Structure of propagating high-stress fronts in a shear-thickening suspension

We report direct measurements of spatially resolved stress at the boundary of a shear-thickening cornstarch suspension revealing persistent regions of high local stress propagating in the flow direction at the speed of the top boundary. The persistence of these propagating fronts enables precise measurements of their structure, including the profile of boundary stress measured by boundary stress microscopy (BSM) and the nonaffine velocity of particles at the bottom boundary of the suspension measured by particle image velocimetry (PIV).
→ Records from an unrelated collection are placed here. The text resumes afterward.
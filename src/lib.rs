//! # Reconciler Library
//!
//! Extraction-stage reconciliation for staged delivery data: deduplication of
//! staged deployments, issue type classification and incident time window
//! resolution, together with the storage, configuration and telemetry layers
//! they run on.

pub mod classify;
pub mod config;
pub mod db;
pub mod dedup;
pub mod error;
pub mod extraction;
pub mod models;
pub mod pipeline;
pub mod repositories;
pub mod scope;
pub mod telemetry;
pub mod temporal;
pub use migration;
//! Issue extraction stage.
//!
//! Loads a scope's configuration snapshot once, then derives the effective
//! start, stop and duration of every staged issue and writes the derived
//! issue row. Staged rows are never modified.

use chrono::{DateTime, Utc};
use metrics::counter;
use sea_orm::DatabaseConnection;
use thiserror::Error;
use tracing::{debug, info, instrument, warn};

use crate::classify::{StandardType, TypeMappings, classify};
use crate::error::{InvalidScope, RepositoryError};
use crate::models::{issue, staged_issue};
use crate::repositories::{IssueFieldRepository, IssueRepository, ScopeConfigRepository};
use crate::scope::ScopeKey;
use crate::temporal::{self, FieldTypeMap, IncidentFields, ResolveInput};

/// Errors that can occur while extracting issues for a scope.
#[derive(Debug, Error)]
pub enum ExtractionError {
    #[error(transparent)]
    InvalidScope(#[from] InvalidScope),
    #[error(transparent)]
    Repository(#[from] RepositoryError),
}

/// Staged issues read per round trip.
pub const STAGED_PAGE_SIZE: u64 = 500;

/// Configuration inputs materialized once per run.
#[derive(Debug, Clone, Default)]
pub struct ScopeSnapshot {
    pub incident_fields: IncidentFields,
    pub field_types: FieldTypeMap,
    pub type_mappings: Option<TypeMappings>,
}

impl ScopeSnapshot {
    /// Read scope config and field metadata. A missing config means no overrides.
    pub async fn load(db: &DatabaseConnection, scope: &ScopeKey) -> Result<Self, RepositoryError> {
        let config = ScopeConfigRepository::new(db).get(scope).await?;
        let field_types = IssueFieldRepository::new(db).field_type_map(scope).await?;

        let Some(config) = config else {
            return Ok(Self {
                field_types,
                ..Default::default()
            });
        };

        let type_mappings = match config.type_mappings() {
            Ok(mappings) => mappings,
            Err(err) => {
                warn!(
                    connection_id = scope.connection_id,
                    scope_id = %scope.scope_id,
                    error = %err,
                    "Ignoring undecodable type mappings"
                );
                None
            }
        };

        Ok(Self {
            incident_fields: config.incident_fields(),
            field_types,
            type_mappings,
        })
    }
}

/// Counts reported by one extraction run.
#[derive(Debug, Clone, Copy, Default, PartialEq, Eq)]
pub struct ExtractionSummary {
    pub processed: u64,
    pub incidents: u64,
    pub with_duration: u64,
}

/// Build the derived issue for one staged issue.
pub fn derive_issue(
    staged: &staged_issue::Model,
    snapshot: &ScopeSnapshot,
    now: DateTime<Utc>,
) -> issue::Model {
    let type_mappings = snapshot.type_mappings.as_ref();
    let input = ResolveInput {
        created: staged.created.with_timezone(&Utc),
        default_stop: staged.resolution_date.map(|d| d.with_timezone(&Utc)),
        fields: &staged.fields,
        incident_fields: &snapshot.incident_fields,
        field_types: &snapshot.field_types,
        type_id: &staged.type_id,
        type_mappings,
    };
    let derived = temporal::derive(&input);

    issue::Model {
        connection_id: staged.connection_id,
        issue_id: staged.issue_id.clone(),
        scope_id: staged.scope_id.clone(),
        issue_key: staged.issue_key.clone(),
        std_type: classify(&staged.type_id, type_mappings).map(|t| t.as_str().to_string()),
        effective_start: derived.effective_start.fixed_offset(),
        effective_stop: derived.effective_stop.map(|t| t.fixed_offset()),
        duration_minutes: derived.duration_minutes,
        updated_at: now.fixed_offset(),
    }
}

/// Derive and write every staged issue of the scope.
#[instrument(
    skip(db, scope),
    fields(connection_id = scope.connection_id, scope_id = %scope.scope_id)
)]
pub async fn extract_issues(
    db: &DatabaseConnection,
    scope: &ScopeKey,
) -> Result<ExtractionSummary, ExtractionError> {
    scope.validate()?;

    let snapshot = ScopeSnapshot::load(db, scope).await?;
    debug!(
        timestamp_fields = snapshot.field_types.len(),
        has_type_mappings = snapshot.type_mappings.is_some(),
        "Loaded scope snapshot"
    );

    let repo = IssueRepository::new(db);
    let now = Utc::now();
    let incident = Some(StandardType::Incident.as_str());

    let mut summary = ExtractionSummary::default();
    let mut cursor: Option<String> = None;
    loop {
        let page = repo
            .staged_page(scope, cursor.as_deref(), STAGED_PAGE_SIZE)
            .await?;
        let Some(last) = page.last() else {
            break;
        };
        cursor = Some(last.issue_id.clone());

        for row in &page {
            let derived = derive_issue(row, &snapshot, now);
            summary.processed += 1;
            if derived.std_type.as_deref() == incident {
                summary.incidents += 1;
            }
            if derived.duration_minutes.is_some() {
                summary.with_duration += 1;
            }
            repo.upsert_derived(derived).await?;
        }

        if (page.len() as u64) < STAGED_PAGE_SIZE {
            break;
        }
    }

    counter!("reconciler_issues_extracted_total").increment(summary.processed);
    counter!("reconciler_incident_overrides_total").increment(summary.incidents);
    info!(
        processed = summary.processed,
        incidents = summary.incidents,
        with_duration = summary.with_duration,
        "Extracted issues"
    );

    Ok(summary)
}

#[cfg(test)]
mod tests {
    use super::*;
    use chrono::TimeZone;
    use serde_json::json;
    use std::collections::HashMap;

    fn staged(type_id: &str) -> staged_issue::Model {
        let created = Utc.with_ymd_and_hms(2025, 1, 1, 0, 0, 0).unwrap();
        staged_issue::Model {
            connection_id: 1,
            issue_id: "100".to_string(),
            scope_id: "board-1".to_string(),
            issue_key: "OPS-1".to_string(),
            type_id: type_id.to_string(),
            created: created.fixed_offset(),
            resolution_date: Some((created + chrono::Duration::hours(3)).fixed_offset()),
            fields: json!({
                "customfield_start": "2025-01-01T01:00:00Z",
                "customfield_stop": "2025-01-01T02:30:00Z",
            }),
            updated_at: created.fixed_offset(),
        }
    }

    fn snapshot() -> ScopeSnapshot {
        ScopeSnapshot {
            incident_fields: IncidentFields::new(
                Some("customfield_start".to_string()),
                Some("customfield_stop".to_string()),
            ),
            field_types: [("customfield_start", "date"), ("customfield_stop", "datetime")]
                .into_iter()
                .collect(),
            type_mappings: Some(TypeMappings {
                type_id_mappings: HashMap::from([
                    ("10001".to_string(), "Incident".to_string()),
                    ("10002".to_string(), "Bug".to_string()),
                ]),
                std_type_mappings: HashMap::from([
                    ("Incident".to_string(), "INCIDENT".to_string()),
                    ("Bug".to_string(), "BUG".to_string()),
                ]),
            }),
        }
    }

    #[test]
    fn incident_issue_uses_custom_window() {
        let derived = derive_issue(&staged("10001"), &snapshot(), Utc::now());
        assert_eq!(derived.std_type.as_deref(), Some("INCIDENT"));
        assert_eq!(
            derived.effective_start,
            Utc.with_ymd_and_hms(2025, 1, 1, 1, 0, 0).unwrap().fixed_offset()
        );
        assert_eq!(derived.duration_minutes, Some(90));
    }

    #[test]
    fn bug_issue_keeps_created_and_resolution() {
        let derived = derive_issue(&staged("10002"), &snapshot(), Utc::now());
        assert_eq!(derived.std_type.as_deref(), Some("BUG"));
        assert_eq!(derived.effective_start, staged("10002").created);
        assert_eq!(derived.duration_minutes, Some(180));
    }

    #[test]
    fn unconfigured_scope_uses_defaults() {
        let derived = derive_issue(&staged("10001"), &ScopeSnapshot::default(), Utc::now());
        assert_eq!(derived.std_type, None);
        assert_eq!(derived.effective_stop, staged("10001").resolution_date);
        assert_eq!(derived.duration_minutes, Some(180));
    }
}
In addition, we directly measure the relative flow between the particle phase and the suspending fluid (fluid migration) and find the migration is highly localized to the fronts and changes direction across the front, indicating that the fronts are composed of a localized region of high dilatant pressure and low particle concentration. The magnitude of the flow indicates that the pore pressure difference driving the fluid migration is comparable to the critical shear stress for the onset of shear thickening. The propagating fronts fully account for the increase in viscosity with applied stress reported by the rheometer and are consistent with the existence of a stable jammed region in contact with one boundary of the system that generates a propagating network of percolated frictional contacts spanning the gap between the rheometer plates and producing strong localized dilatant pressure.

Automated summary

We directly measured the stress at the boundary of a shear-thickening cornstarch suspension and found persistent regions of high local stress propagating in the flow direction. The structure of these propagating fronts was determined, including the profile of boundary stress and the nonaffine velocity of particles. We also measured the relative flow between the particle phase and the suspending fluid and found it to be highly localized to the fronts and changing direction across the front. These fronts are composed of a localized region of high dilatant pressure and low particle concentration.